2軸押出機(東芝機械(株)製TEM35、L/D=47.6(D=37mmφ)、設定温度Tm2+10℃(上記で得られたポリアミドを用いた場合、349+10=359℃)、スクリュー回転数300rpm)を用いて、樹脂組成物を製造した。2軸押出機の最上流部に設けられたトップフィード口より、上記水分率を調整したポリアミドを供給し、2軸押出機の下流側(トップフィード口より供給された樹脂が充分溶融している状態)のサイドフィード口よりカーボンファイバーを供給し、ダイヘッドより押し出された溶融混練物をストランド状で冷却し、ペレタイズして樹脂組成物のペレットを得た。
<比較例1>
ポリアミド樹脂として、ポリアミド66(旭化成製1300)を使用し、カーボンファイバーとして帝人製 HT C413を使用した以外は、実施例1と同様の製造方法で樹脂組成物のペレットを得た。
<比較例2>
ポリアミド樹脂として、ポリアミド9T(クラレ製N1000A)を使用し、ガラスファイバーとして日本電気硝子製 ECS03T275H を使用した以外は、実施例1と同様の製造方法で樹脂組成物のペレットを得た。
<比較例3>
ポリアミド樹脂として、ポリアミド9T(クラレ製N1000A)を使用し、カーボンファイバーとして帝人製 HT C413を使用した以外は、実施例1と同様の製造方法で樹脂組成物のペレットを得た。
[PV限界値]
本発明における摺動性を確認するためPV限界値測定を実施した。
実施例1~4及び比較例1~3の樹脂組成物のペレットを使用し、住友重機械工業社製SE50Dの射出成形機を用いて、60mm×60mm×3mmの試験片を作成した。
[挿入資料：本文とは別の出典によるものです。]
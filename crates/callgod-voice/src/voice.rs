//! **Voice profiles**: the single active synthetic voice and the switch that replaces it.
//!
//! Switching atomically (under the store's switch lock) sets the new profile, clears the
//! language cache and the response cache, purges every non-reserved artifact, and then
//! synthesizes a confirmation line in the new voice. Turns already in flight keep the
//! profile snapshot they started with; the next turn sees the new one.

use crate::artifact::{ArtifactStore, AudioRef};
use crate::speech::SpeechClient;
use crate::store::SessionStore;
use crate::text::{last_phrase_end, normalize_input};
use serde::{Deserialize, Serialize};
use std::sync::Arc;
use tracing::{info, warn};

/// A synthetic-speech identity: provider voice id plus a name for logs and prompts.
#[derive(Debug, Clone, PartialEq, Eq, Hash, Serialize, Deserialize)]
pub struct VoiceProfile {
    pub id: String,
    pub display_name: String,
}

/// One selectable voice and how callers ask for it.
#[derive(Debug, Clone, PartialEq, Serialize, Deserialize)]
pub struct VoiceEntry {
    pub id: String,
    pub display_name: String,
    /// Spoken names that select this voice (matched as whole words).
    pub aliases: Vec<String>,
    /// Line spoken in the new voice after switching.
    pub confirmation: String,
}

impl VoiceEntry {
    pub fn profile(&self) -> VoiceProfile {
        VoiceProfile {
            id: self.id.clone(),
            display_name: self.display_name.clone(),
        }
    }
}

/// Known voices in priority order. The first entry is active at startup.
#[derive(Debug, Clone, PartialEq, Serialize, Deserialize)]
#[serde(transparent)]
pub struct VoiceCatalog {
    entries: Vec<VoiceEntry>,
}

impl Default for VoiceCatalog {
    fn default() -> Self {
        Self {
            entries: vec![
                VoiceEntry {
                    id: "nikki-voice-id".to_string(),
                    display_name: "Nikki".to_string(),
                    aliases: vec!["nikki".to_string()],
                    confirmation: "Voice switched to Nikki. Here I am, sassy and ready to judge you!"
                        .to_string(),
                },
                VoiceEntry {
                    id: "tom-voice-id".to_string(),
                    display_name: "Tom".to_string(),
                    aliases: vec!["tom".to_string(), "major tom".to_string()],
                    confirmation: "Voice switched to Major Tom. Ground control, ready for lift-off for your mother."
                        .to_string(),
                },
            ],
        }
    }
}

impl VoiceCatalog {
    pub fn new(entries: Vec<VoiceEntry>) -> Self {
        Self { entries }
    }

    pub fn entries(&self) -> &[VoiceEntry] {
        &self.entries
    }

    pub fn is_empty(&self) -> bool {
        self.entries.is_empty()
    }

    pub fn default_profile(&self) -> Option<VoiceProfile> {
        self.entries.first().map(VoiceEntry::profile)
    }

    /// The voice whose name or alias is mentioned last in the text, so "switch from nikki
    /// to tom" picks Tom. Ties go to the earlier catalog entry.
    pub fn match_phrase(&self, text: &str) -> Option<&VoiceEntry> {
        let text = normalize_input(text);
        let mut best: Option<(usize, &VoiceEntry)> = None;
        for entry in &self.entries {
            let mentioned = std::iter::once(&entry.display_name)
                .chain(&entry.aliases)
                .filter_map(|name| last_phrase_end(&text, &normalize_input(name)))
                .max();
            if let Some(end) = mentioned {
                if best.map_or(true, |(best_end, _)| end > best_end) {
                    best = Some((end, entry));
                }
            }
        }
        best.map(|(_, entry)| entry)
    }
}

/// Result of a successful switch
#[derive(Debug, Clone)]
pub struct VoiceSwitch {
    pub profile: VoiceProfile,
    /// Confirmation artifact in the new voice; `None` when synthesis failed.
    pub confirmation: Option<AudioRef>,
    pub confirmation_text: String,
}

pub struct VoiceProfileManager {
    catalog: VoiceCatalog,
    store: Arc<SessionStore>,
    artifacts: Arc<ArtifactStore>,
    speech: Arc<SpeechClient>,
}

impl VoiceProfileManager {
    pub fn new(
        catalog: VoiceCatalog,
        store: Arc<SessionStore>,
        artifacts: Arc<ArtifactStore>,
        speech: Arc<SpeechClient>,
    ) -> Self {
        Self {
            catalog,
            store,
            artifacts,
            speech,
        }
    }

    pub fn catalog(&self) -> &VoiceCatalog {
        &self.catalog
    }

    pub fn current(&self) -> VoiceProfile {
        self.store.current_voice()
    }

    /// Parse free text for a voice name and switch to it. `None` when no name is present.
    pub async fn switch(&self, candidate_phrase: &str) -> Option<VoiceSwitch> {
        let entry = self.catalog.match_phrase(candidate_phrase)?;
        let profile = entry.profile();

        let _guard = self.store.lock_switch().await;
        self.store.set_voice(profile.clone());
        let cleared_text = self.store.language_cache().clear();
        let cleared_responses = self.store.response_cache().clear();
        let removed_artifacts = match self.artifacts.purge_except_reserved().await {
            Ok(n) => n,
            Err(e) => {
                warn!(target: "callgod::voice", "artifact purge after voice switch failed: {}", e);
                0
            }
        };
        info!(
            target: "callgod::voice",
            voice = %profile.display_name,
            cleared_text,
            cleared_responses,
            removed_artifacts,
            "voice switched, caches cleared"
        );

        let confirmation = match self.speech.speak_as(&entry.confirmation, &profile, false).await {
            Ok(audio) => Some(audio),
            Err(e) => {
                warn!(target: "callgod::voice", voice = %profile.display_name, "confirmation synthesis failed: {}", e);
                None
            }
        };

        Some(VoiceSwitch {
            profile,
            confirmation,
            confirmation_text: entry.confirmation.clone(),
        })
    }
}

#[cfg(test)]
mod tests {
    use super::*;

    #[test]
    fn matches_whole_word_names() {
        let catalog = VoiceCatalog::default();
        assert_eq!(catalog.match_phrase("switch to tom").unwrap().display_name, "Tom");
        assert_eq!(catalog.match_phrase("Switch to Nikki please").unwrap().display_name, "Nikki");
        assert_eq!(catalog.match_phrase("ground control to major tom").unwrap().display_name, "Tom");
        assert!(catalog.match_phrase("what about tomorrow").is_none());
        assert!(catalog.match_phrase("").is_none());
    }

    #[test]
    fn last_named_voice_wins() {
        let catalog = VoiceCatalog::default();
        assert_eq!(catalog.match_phrase("switch from nikki to tom").unwrap().display_name, "Tom");
        assert_eq!(catalog.match_phrase("not tom, I want nikki").unwrap().display_name, "Nikki");
    }

    #[test]
    fn first_entry_is_default() {
        let catalog = VoiceCatalog::default();
        assert_eq!(catalog.default_profile().unwrap().display_name, "Nikki");
        assert!(VoiceCatalog::new(Vec::new()).default_profile().is_none());
    }
}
その後、30mm×30mm×3mmに切削し、鈴木式摩擦摩耗試験機(JIS K7218準拠)で測定した。
本測定はリングオンプレート方式で行い、試験荷重を1000N、10分毎に0.05m/sずつ速度を上昇させていく条件で測定した。リング材質はS45Cの炭素鋼、外径25.6mm、内径20mm、高さ15mmのリングを用いた。その結果を表1に記載する。
[150℃曲げ弾性率]
本発明における高温時の剛性を確認するため150℃曲げ弾性率測定を実施した。
実施例1~4及び比較例1~3で得られた樹脂組成物のペレットを使用し、[PV限界値]に示した条件で成形して得た試験片を80×10×4mmに加工し、ISO178に準拠し、試験速度2mm/minで曲げ強度を測定した。その結果を表1に記載する。
Figure 2023180428000001
上記結果に示した通り、本発明によれば、高速回転時の溶融が起こらず、かつ高温環境下での変形が小さい摺動部材を提供することが確認できた。

Claims (3)

  1. 樹脂組成物からなる摺動部材であって、
    前記樹脂組成物は、ポリアミド樹脂とカーボンファイバーを含み、
    前記ポリアミド樹脂は、ガラス転移温度が130℃以上であって、かつ融点が320℃以上である、摺動部材。
  2. 前記樹脂組成物の全量に対する前記カーボンファイバーの含有割合は、10質量%以上40質量%以下である、請求項1に記載の摺動部材。
  3. 前記摺動部材は転がり軸受用保持器である、請求項1又は2に記載の摺動部材。